Es un shock y uno queda en blanco, reacciona automáticamente, sin meditar, instintivamente. En verdad, uno no se conoce a sí mismo hasta que no está atrapado en una crisis profunda y se activan los mecanismos de supervivencia.
El llamado de alerta
Ese día, a las 6 de la mañana, recibí un llamado de alerta de uno de los jóvenes de la Izquierda Cristiana para advertirme que tropas marchaban sobre Santiago, desde Valparaíso. Yo había dejado recién de ser ministro de Minería, luego de una acusación constitucional. Tenía 32 años y estaba en mi casa.
El presidente Allende nos había advertido muchas veces que, de sobrevenir un golpe contra el gobierno, debíamos protegernos rápidamente, pues sería violento. Yo sabía que debía salir de mi casa y dormir en otro lugar. Mi esposa y yo nos miramos, y acordamos que lo mejor era irnos con los niños a casa de mis padres.
Aunque el impulso siguiente fue dirigirme a La Moneda, no lo hice. Y es que semanas antes, en agosto, cuando ocurrió el levantamiento del regimiento blindado Tacna contra el gobierno -que fue sofocado por el comandante en jefe Carlos Prats y el general Pinochet- partí al centro y no pude llegar porque las calles estaban bloqueadas. Intentarlo de nuevo me pareció insensato.
Partí a una población donde vivían Irma y Olga, dos mujeres que habían trabajado en mi casa desde niño, que con cariño y valentía me acogieron. Me instalé en una buhardilla de su casa a esperar. Las horas de ese 11 transcurrieron vertiginosas y no tuve conciencia plena de lo que realmente estaba sucediendo, hasta tiempo después.

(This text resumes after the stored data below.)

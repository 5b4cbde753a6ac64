//! Concrete search providers, each wrapping a shared [`reqwest::Client`]
//! (the same thin-wrapper-over-`reqwest` style as the LLM Gateway's
//! predecessor HTTP calls).

use serde::Deserialize;

use super::{SearchError, SearchProvider};
use crate::{context::RequestContext, domain::SearchResultSet, prelude::*};

/// Tavily's `/search` endpoint.
pub struct TavilyProvider {
    client: reqwest::Client,
    api_key: String,
}

impl TavilyProvider {
    /// Build a provider for the given API key, reusing `client`.
    pub fn new(client: reqwest::Client, api_key: String) -> Self {
        Self { client, api_key }
    }
}

#[derive(Debug, Serialize)]
struct TavilyRequest<'a> {
    api_key: &'a str,
    query: &'a str,
    max_results: u32,
}

#[derive(Debug, Deserialize)]
struct TavilyResponse {
    #[serde(default)]
    results: Vec<TavilyResult>,
}

#[derive(Debug, Deserialize)]
struct TavilyResult {
    title: String,
    url: String,
    #[serde(default)]
    content: String,
}

#[async_trait]
impl SearchProvider for TavilyProvider {
    #[instrument(level = "debug", skip(self, ctx))]
    async fn search(
        &self,
        ctx: &RequestContext,
        query: &str,
        max_results: u32,
    ) -> Result<SearchResultSet, SearchError> {
        let _ = ctx;
        let response = self
            .client
            .post("https://api.tavily.com/search")
            .json(&TavilyRequest {
                api_key: &self.api_key,
                query,
                max_results,
            })
            .send()
            .await
            .map_err(|error| SearchError::Transport(error.to_string()))?;

        let status = response.status();
        if !status.is_success() {
            return Err(SearchError::Provider(format!(
                "Tavily returned status {status}"
            )));
        }

        let body = response
            .json::<TavilyResponse>()
            .await
            .map_err(|error| SearchError::Provider(error.to_string()))?;

        Ok(SearchResultSet {
            query: query.to_owned(),
            results: body
                .results
                .into_iter()
                .map(|result| crate::domain::SearchResult {
                    title: result.title,
                    url: result.url,
                    excerpt: result.content,
                })
                .collect(),
        })
    }
}

/// Google's Programmable Search Engine JSON API.
pub struct GoogleProvider {
    client: reqwest::Client,
    api_key: String,
    search_engine_id: String,
}

impl GoogleProvider {
    /// Build a provider for the given API key and search engine id.
    pub fn new(client: reqwest::Client, api_key: String, search_engine_id: String) -> Self {
        Self {
            client,
            api_key,
            search_engine_id,
        }
    }
}

#[derive(Debug, Deserialize)]
struct GoogleResponse {
    #[serde(default)]
    items: Vec<GoogleItem>,
}

#[derive(Debug, Deserialize)]
struct GoogleItem {
    title: String,
    link: String,
    #[serde(default)]
    snippet: String,
}

#[async_trait]
impl SearchProvider for GoogleProvider {
    #[instrument(level = "debug", skip(self, ctx))]
    async fn search(
        &self,
        ctx: &RequestContext,
        query: &str,
        max_results: u32,
    ) -> Result<SearchResultSet, SearchError> {
        let _ = ctx;
        let response = self
            .client
            .get("https://www.googleapis.com/customsearch/v1")
            .query(&[
                ("key", self.api_key.as_str()),
                ("cx", self.search_engine_id.as_str()),
                ("q", query),
                ("num", &max_results.min(10).to_string()),
            ])
            .send()
            .await
            .map_err(|error| SearchError::Transport(error.to_string()))?;

        let status = response.status();
        if !status.is_success() {
            return Err(SearchError::Provider(format!(
                "Google returned status {status}"
            )));
        }

        let body = response
            .json::<GoogleResponse>()
            .await
            .map_err(|error| SearchError::Provider(error.to_string()))?;

        Ok(SearchResultSet {
            query: query.to_owned(),
            results: body
                .items
                .into_iter()
                .map(|item| crate::domain::SearchResult {
                    title: item.title,
                    url: item.link,
                    excerpt: item.snippet,
                })
                .collect(),
        })
    }
}

/// DuckDuckGo's "Instant Answer" API. No key required, and far less rich
/// than Tavily/Google, but useful as a no-signup default.
pub struct DuckDuckGoProvider {
    client: reqwest::Client,
}

impl DuckDuckGoProvider {
    /// Build a provider, reusing `client`.
    pub fn new(client: reqwest::Client) -> Self {
        Self { client }
    }
}

#[derive(Debug, Deserialize)]
struct DuckDuckGoResponse {
    #[serde(default, rename = "RelatedTopics")]
    related_topics: Vec<DuckDuckGoTopic>,
}

#[derive(Debug, Deserialize)]
struct DuckDuckGoTopic {
    #[serde(default, rename = "Text")]
    text: String,
    #[serde(default, rename = "FirstURL")]
    first_url: String,
}

#[async_trait]
impl SearchProvider for DuckDuckGoProvider {
    #[instrument(level = "debug", skip(self, ctx))]
    async fn search(
        &self,
        ctx: &RequestContext,
        query: &str,
        max_results: u32,
    ) -> Result<SearchResultSet, SearchError> {
        let _ = ctx;
        let response = self
            .client
            .get("https://api.duckduckgo.com/")
            .query(&[
                ("q", query),
                ("format", "json"),
                ("no_html", "1"),
                ("skip_disambig", "1"),
            ])
            .send()
            .await
            .map_err(|error| SearchError::Transport(error.to_string()))?;

        let status = response.status();
        if !status.is_success() {
            return Err(SearchError::Provider(format!(
                "DuckDuckGo returned status {status}"
            )));
        }

        let body = response
            .json::<DuckDuckGoResponse>()
            .await
            .map_err(|error| SearchError::Provider(error.to_string()))?;

        let results = body
            .related_topics
            .into_iter()
            .filter(|topic| !topic.text.is_empty() && !topic.first_url.is_empty())
            .take(max_results as usize)
            .map(|topic| crate::domain::SearchResult {
                title: topic.text.clone(),
                url: topic.first_url,
                excerpt: topic.text,
            })
            .collect();

        Ok(SearchResultSet {
            query: query.to_owned(),
            results,
        })
    }
}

Aviones y bombas: dudo que alguien haya intuido esa pesadilla
Dos hechos, sin embargo, quedaron grabados para siempre en mi memoria. Poco después de instalarme en esa población, sentí el estridente rugido de los aviones y, luego, el atronador estallido de las bombas.
Tuve entonces la intuición de que Allende moriría.
Él nos dijo muchas veces que defendería la democracia con su vida. Y así fue, horas después vi en la TV a los militares saliendo de La Moneda, cargando entre los escombros un cuerpo envuelto en una alfombra.
Ese crimen, y el aterrador espectáculo de La Moneda envuelta en llamas, fueron el preludio dramático de lo que estaba por venir. Dudo que alguien haya intuido esa pesadilla. Aún hoy me impacta que la Fuerza Aérea no haya declarado ni siquiera un “Nunca más”, como lo hicieron el Ejército y la Armada.
El otro recuerdo trágico fue el almuerzo al que nos invitó el presidente Allende en La Moneda, el 10 de septiembre. Tras evaluar la situación con ministros y asesores, fui testigo de sus palabras: “Mañana, en el discurso que pronunciaré a las 11 en la Universidad Técnica, convocaré a un plebiscito para que el pueblo decida sobre la reforma constitucional de las áreas de propiedad”. Este era el principal punto que dividía a la UP y la DC.
Luego, se levantó y partió a su casa en Tomás Moro para preparar su discurso. Menos de 24 horas después de despedirnos, el presidente había muerto.
La democracia es como un jardín
Los dos eventos traumáticos que viví en esas horas marcaron el resto de mi vida. El primero presagiaba la brutalidad de la represión destinada a erradicar la cultura democrática. Lo experimenté de manera directa cuando la Junta emitió un bando el día 12, conminándome, entre otros, a presentarme o sufrir las consecuencias. Decidí presentarme voluntariamente.
La segunda experiencia, ese almuerzo del 10, seguiría rondando para siempre en mi mente, asediándome con interrogantes, ¿por qué el golpe, por qué no se articuló un acuerdo político? ¿Qué hacer a futuro?
Ya en la isla Dawson empezamos a debatir sobre las causas de la tragedia. Saliendo de allí escribí mi libro El Gobierno de Allende, y también el libro Isla 10, mi número de prisionero político, donde relato lo vivido en ese campo de concentración.
Los hechos de ese 11 de septiembre y sus consecuencias han sido y deben seguir siendo estudiados permanentemente para aprender de la historia cómo cuidar la democracia. Hasta el golpe yo pensaba que la democracia era como la cordillera de los Andes, inamovible, y aprendí que es como un jardín, que debe regarse todos los días.